Nichtwähler als politische Wächter

Bundestag Reichstagsgebäude in Berlin
Der Ist-Zustand der deutschen Demokratie ist ein Kritikpunkt der NichtwählerBild: picture-alliance/ ZB

Viele Nichtwähler treffen die Entscheidung, sich nicht an den Wahlen zu beteiligen aber auch bewusst, um entweder gegen die Politik der Regierungspartei oder den Ist-Zustand der Demokratie zu protestieren. "Nichtwähler entscheiden so in steigendem Grad und in immer größerem Ausmaß das Ergebnis einer Wahl", hält Eilfort zu den Auswirkungen dieser Entwicklung fest. Die Mobilisierung der Wähler werde damit künftig zur Hauptaufgabe, während es früher schon reichte, mit Inhalten zu überzeugen.

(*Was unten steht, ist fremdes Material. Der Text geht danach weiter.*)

// src/config.rs
use std::collections::BTreeMap;
use std::fs;
use std::path::{Path, PathBuf};
use std::time::Duration;

use serde::Deserialize;

use crate::error::ConfigError;
use crate::extract::portals::PortalRegistry;
use crate::notify::WebhookFlavor;

pub const ENV_CONFIG_PATH: &str = "ADVERT_NOTIFIER_CONFIG";
pub const ENV_WEBHOOK_URL: &str = "ADVERT_NOTIFIER_WEBHOOK_URL";
const FALLBACK_PATHS: [&str; 3] = [
    "config/notifier.toml",
    "config/notifier.yaml",
    "config/notifier.json",
];

/// Process-wide settings, loaded once at startup and never mutated.
#[derive(Debug, Clone, Deserialize)]
pub struct AppConfig {
    pub database_path: PathBuf,
    #[serde(default)]
    pub webhook_url: String,
    #[serde(default)]
    pub webhook_flavor: WebhookFlavor,
    #[serde(default = "default_timeout_secs")]
    pub request_timeout_secs: u64,
    #[serde(default)]
    pub user_agent: Option<String>,
    /// portal -> ordered targets
    pub filters: BTreeMap<String, Vec<String>>,
}

fn default_timeout_secs() -> u64 {
    30
}

/// One portal and the pages to scan under its rules.
#[derive(Debug, Clone, PartialEq, Eq)]
pub struct SourceConfig {
    pub portal: String,
    pub targets: Vec<String>,
}

impl AppConfig {
    pub fn request_timeout(&self) -> Duration {
        Duration::from_secs(self.request_timeout_secs)
    }

    /// Sources in portal-name order; targets keep their configured order.
    pub fn sources(&self) -> Vec<SourceConfig> {
        self.filters
            .iter()
            .map(|(portal, targets)| SourceConfig {
                portal: portal.clone(),
                targets: targets.iter().map(|t| t.trim().to_string()).collect(),
            })
            .collect()
    }

    pub fn validate(&self, registry: &PortalRegistry) -> Result<(), ConfigError> {
        if self.webhook_url.trim().is_empty() {
            return Err(ConfigError::Invalid(format!(
                "webhook_url is empty (set it in the file or via {ENV_WEBHOOK_URL})"
            )));
        }
        if self.database_path.as_os_str().is_empty() {
            return Err(ConfigError::Invalid("database_path is empty".into()));
        }
        if self.request_timeout_secs == 0 {
            return Err(ConfigError::Invalid(
                "request_timeout_secs must be greater than zero".into(),
            ));
        }
        if self.filters.is_empty() {
            return Err(ConfigError::Invalid("filters has no portals".into()));
        }
        for (portal, targets) in &self.filters {
            if !registry.contains(portal) {
                let known: Vec<_> = registry.names().collect();
                return Err(ConfigError::Invalid(format!(
                    "unknown portal {portal:?} (known: {})",
                    known.join(", ")
                )));
            }
            for target in targets.iter().map(|t| t.trim()) {
                if target.is_empty() {
                    return Err(ConfigError::Invalid(format!(
                        "portal {portal:?} has an empty target"
                    )));
                }
                if let Err(e) = reqwest::Url::parse(target) {
                    return Err(ConfigError::Invalid(format!(
                        "portal {portal:?} target {target:?} is not a URL: {e}"
                    )));
                }
            }
        }
        Ok(())
    }
}

/// Load config from an explicit path. Supports TOML, YAML or JSON formats.
pub fn load_config_from(path: &Path) -> Result<AppConfig, ConfigError> {
    let content = fs::read_to_string(path).map_err(|source| ConfigError::Read {
        path: path.to_path_buf(),
        source,
    })?;
    let ext = path
        .extension()
        .and_then(|s| s.to_str())
        .unwrap_or_default()
        .to_ascii_lowercase();
    parse_config(&content, ext.as_str()).map_err(|message| ConfigError::Parse {
        path: path.to_path_buf(),
        message,
    })
}

/// Pick the config file:
/// 1) explicit path (`--config`)
/// 2) $ADVERT_NOTIFIER_CONFIG
/// 3) config/notifier.toml
/// 4) config/notifier.yaml
/// 5) config/notifier.json
pub fn resolve_config_path(explicit: Option<&Path>) -> Result<PathBuf, ConfigError> {
    if let Some(p) = explicit {
        return Ok(p.to_path_buf());
    }
    if let Ok(p) = std::env::var(ENV_CONFIG_PATH) {
        return Ok(PathBuf::from(p));
    }
    FALLBACK_PATHS
        .iter()
        .map(PathBuf::from)
        .find(|p| p.exists())
        .ok_or_else(|| ConfigError::NotFound {
            tried: format!("${ENV_CONFIG_PATH}, {}", FALLBACK_PATHS.join(", ")),
        })
}

/// Resolve, read and parse the config, then apply environment overrides.
pub fn load_config(explicit: Option<&Path>) -> Result<AppConfig, ConfigError> {
    let path = resolve_config_path(explicit)?;
    let mut cfg = load_config_from(&path)?;
    if let Ok(url) = std::env::var(ENV_WEBHOOK_URL) {
        if !url.trim().is_empty() {
            cfg.webhook_url = url.trim().to_string();
        }
    }
    tracing::debug!(path = %path.display(), portals = cfg.filters.len(), "config loaded");
    Ok(cfg)
}

fn parse_config(s: &str, hint_ext: &str) -> Result<AppConfig, String> {
    let try_json_first = hint_ext == "json" || s.trim_start().starts_with('{');
    if try_json_first {
        return serde_json::from_str(s).map_err(|e| e.to_string());
    }
    if matches!(hint_ext, "yaml" | "yml") {
        return serde_yaml::from_str(s).map_err(|e| e.to_string());
    }
    toml::from_str(s).map_err(|e| e.to_string())
}
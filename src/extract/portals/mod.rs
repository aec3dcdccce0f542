// src/extract/portals/mod.rs
//! Per-portal parse rules and the table that selects them.
//!
//! A rule only maps page content to adverts; fetching is shared by
//! [`crate::extract::PageExtractor`]. To support a new portal, implement
//! [`PortalRule`] in its own module and register it in
//! [`PortalRegistry::builtin`].

pub mod olx;
pub mod otodom;
pub mod rss;

use std::collections::BTreeMap;

use reqwest::Url;

use crate::error::ParseError;
use crate::extract::types::AdvertRecord;

/// Result of parsing one page: the usable adverts plus the listings skipped.
#[derive(Debug, Default)]
pub struct ParsedPage {
    pub adverts: Vec<AdvertRecord>,
    pub skipped: Vec<ParseError>,
}

impl ParsedPage {
    pub fn push(&mut self, item: Result<AdvertRecord, ParseError>) {
        match item {
            Ok(ad) => self.adverts.push(ad),
            Err(e) => self.skipped.push(e),
        }
    }
}

pub trait PortalRule: Send + Sync {
    /// Identifier used in the `filters` table of the configuration.
    fn name(&self) -> &'static str;

    /// Parse a fetched page. Must not fail as a whole: a page that does not
    /// look like a listing page yields an empty result.
    fn parse(&self, page: &str, base: &Url) -> ParsedPage;
}

pub struct PortalRegistry {
    rules: BTreeMap<&'static str, Box<dyn PortalRule>>,
}

impl PortalRegistry {
    pub fn empty() -> Self {
        Self {
            rules: BTreeMap::new(),
        }
    }

    pub fn builtin() -> Self {
        let mut reg = Self::empty();
        reg.register(Box::new(olx::OlxRule));
        reg.register(Box::new(otodom::OtodomRule));
        reg.register(Box::new(rss::RssRule));
        reg
    }

    pub fn register(&mut self, rule: Box<dyn PortalRule>) {
        self.rules.insert(rule.name(), rule);
    }

    pub fn get(&self, portal: &str) -> Option<&dyn PortalRule> {
        self.rules.get(portal).map(|r| r.as_ref())
    }

    pub fn contains(&self, portal: &str) -> bool {
        self.rules.contains_key(portal)
    }

    pub fn names(&self) -> impl Iterator<Item = &'static str> + '_ {
        self.rules.keys().copied()
    }
}

/// Text of the first element under `el` matching `sel`, normalized.
pub(crate) fn first_text(el: &scraper::ElementRef<'_>, sel: &scraper::Selector) -> Option<String> {
    el.select(sel)
        .next()
        .map(|e| crate::extract::normalize_text(&e.text().collect::<Vec<_>>().join(" ")))
        .filter(|s| !s.is_empty())
}
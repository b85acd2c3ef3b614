//! EventSource — decoding record-change events from wire frames.
//!
//! A frame is the transport-agnostic unit: the event's wire name plus its
//! JSON payload. Producers build frames with `encode_event`; `EventSource`
//! wraps any `FrameSource` (an SSE body, a message queue, a replay log) and
//! yields typed events, staying open across frames it cannot decode.

use async_trait::async_trait;
use serde::{Deserialize, Serialize};
use tracing::debug;

use corkboard_models::{
    ActualLrpChangedEvent, ActualLrpCreatedEvent, ActualLrpRemovedEvent, Event,
    EVENT_TYPE_ACTUAL_LRP_CHANGED, EVENT_TYPE_ACTUAL_LRP_CREATED, EVENT_TYPE_ACTUAL_LRP_REMOVED,
};

use crate::error::SourceError;

/// One event on the wire: its stable name and JSON payload.
#[derive(Debug, Clone, Serialize, Deserialize, PartialEq, Eq)]
pub struct EventFrame {
    pub name: String,
    pub data: Vec<u8>,
}

/// Encode an event into the frame producers put on the wire.
pub fn encode_event(event: &Event) -> Result<EventFrame, SourceError> {
    let data = match event {
        Event::ActualLrpCreated(payload) => serde_json::to_vec(payload),
        Event::ActualLrpChanged(payload) => serde_json::to_vec(payload),
        Event::ActualLrpRemoved(payload) => serde_json::to_vec(payload),
    }
    .map_err(|e| SourceError::Serialize(e.to_string()))?;
    Ok(EventFrame { name: event.event_type().to_string(), data })
}

/// Decode a frame back into a typed event.
///
/// Fails with `UnrecognizedEventType` for names this core does not know and
/// `Deserialize` for payloads that do not parse; neither is terminal for
/// the source that read the frame.
pub fn decode_event(frame: &EventFrame) -> Result<Event, SourceError> {
    let deserialize_err = |e: serde_json::Error| SourceError::Deserialize(e.to_string());
    match frame.name.as_str() {
        EVENT_TYPE_ACTUAL_LRP_CREATED => {
            let payload: ActualLrpCreatedEvent =
                serde_json::from_slice(&frame.data).map_err(deserialize_err)?;
            Ok(Event::ActualLrpCreated(payload))
        }
        EVENT_TYPE_ACTUAL_LRP_CHANGED => {
            let payload: ActualLrpChangedEvent =
                serde_json::from_slice(&frame.data).map_err(deserialize_err)?;
            Ok(Event::ActualLrpChanged(payload))
        }
        EVENT_TYPE_ACTUAL_LRP_REMOVED => {
            let payload: ActualLrpRemovedEvent =
                serde_json::from_slice(&frame.data).map_err(deserialize_err)?;
            Ok(Event::ActualLrpRemoved(payload))
        }
        other => Err(SourceError::UnrecognizedEventType(other.to_string())),
    }
}

/// A stream of wire frames from some transport.
#[async_trait]
pub trait FrameSource: Send {
    /// The next frame, or `None` once the underlying stream has ended.
    async fn next_frame(&mut self) -> Option<EventFrame>;
}

/// Consumer-side adapter from frames to typed events.
pub struct EventSource<S> {
    frames: S,
    closed: bool,
    ended: bool,
}

impl<S: FrameSource> EventSource<S> {
    pub fn new(frames: S) -> Self {
        Self { frames, closed: false, ended: false }
    }

    /// Await and decode the next event.
    ///
    /// Decode failures leave the source open; the end of the underlying
    /// stream is terminal and sticky.
    pub async fn next(&mut self) -> Result<Event, SourceError> {
        if self.closed {
            return Err(SourceError::ReadFromClosedSource);
        }
        if self.ended {
            return Err(SourceError::EndOfSource);
        }
        match self.frames.next_frame().await {
            Some(frame) => {
                debug!(name = %frame.name, "decoding event frame");
                decode_event(&frame)
            }
            None => {
                self.ended = true;
                Err(SourceError::EndOfSource)
            }
        }
    }

    /// Stop reading. Later `next` calls fail with `ReadFromClosedSource`;
    /// a second `close` fails with `SourceAlreadyClosed`.
    pub fn close(&mut self) -> Result<(), SourceError> {
        if self.closed {
            return Err(SourceError::SourceAlreadyClosed);
        }
        self.closed = true;
        Ok(())
    }
}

Onlineforum für Wahlabstinenzler

Nichtwähler sind aus diesem Grund mittlerweile zu einer politischen Gruppierung mit maßgeblichem Einfluss geworden. Sie erhalten zusehends mehr Aufmerksamkeit von politischen Beobachtern. Passend zur Wahl hat auch die Internetplattform "pol-di.net", die Politik und Internet miteinander vernetzen will, eine Website für Nichtwähler unter dem Titel "www.ich-gehe-nicht-hin.de" aus der Taufe gehoben.

"Wir wollten damit Nichtwählern eine Stimme verleihen und gleichzeitig zeigen, dass der politische Dialog im Internet gefragt ist", erklärt Christoph Dowe, der für das Projekt verantwortlich ist. Mit dem Angebot beabsichtige er jedoch keineswegs den Nichtwählertrend weiter anzukurbeln. Vielmehr soll die Website den Usern die Möglichkeit geben, ihre Meinung zum Zustand der deutschen Demokratie zu äußern.

"Wir glauben, dass es an der Zeit ist, einen Platz zu schaffen, wo Menschen das Gefühl haben, gehört zu werden, während sie sich woanders nur als Problem der Meinungsforscher empfinden", so Dowe zum Ziel seiner Aktion.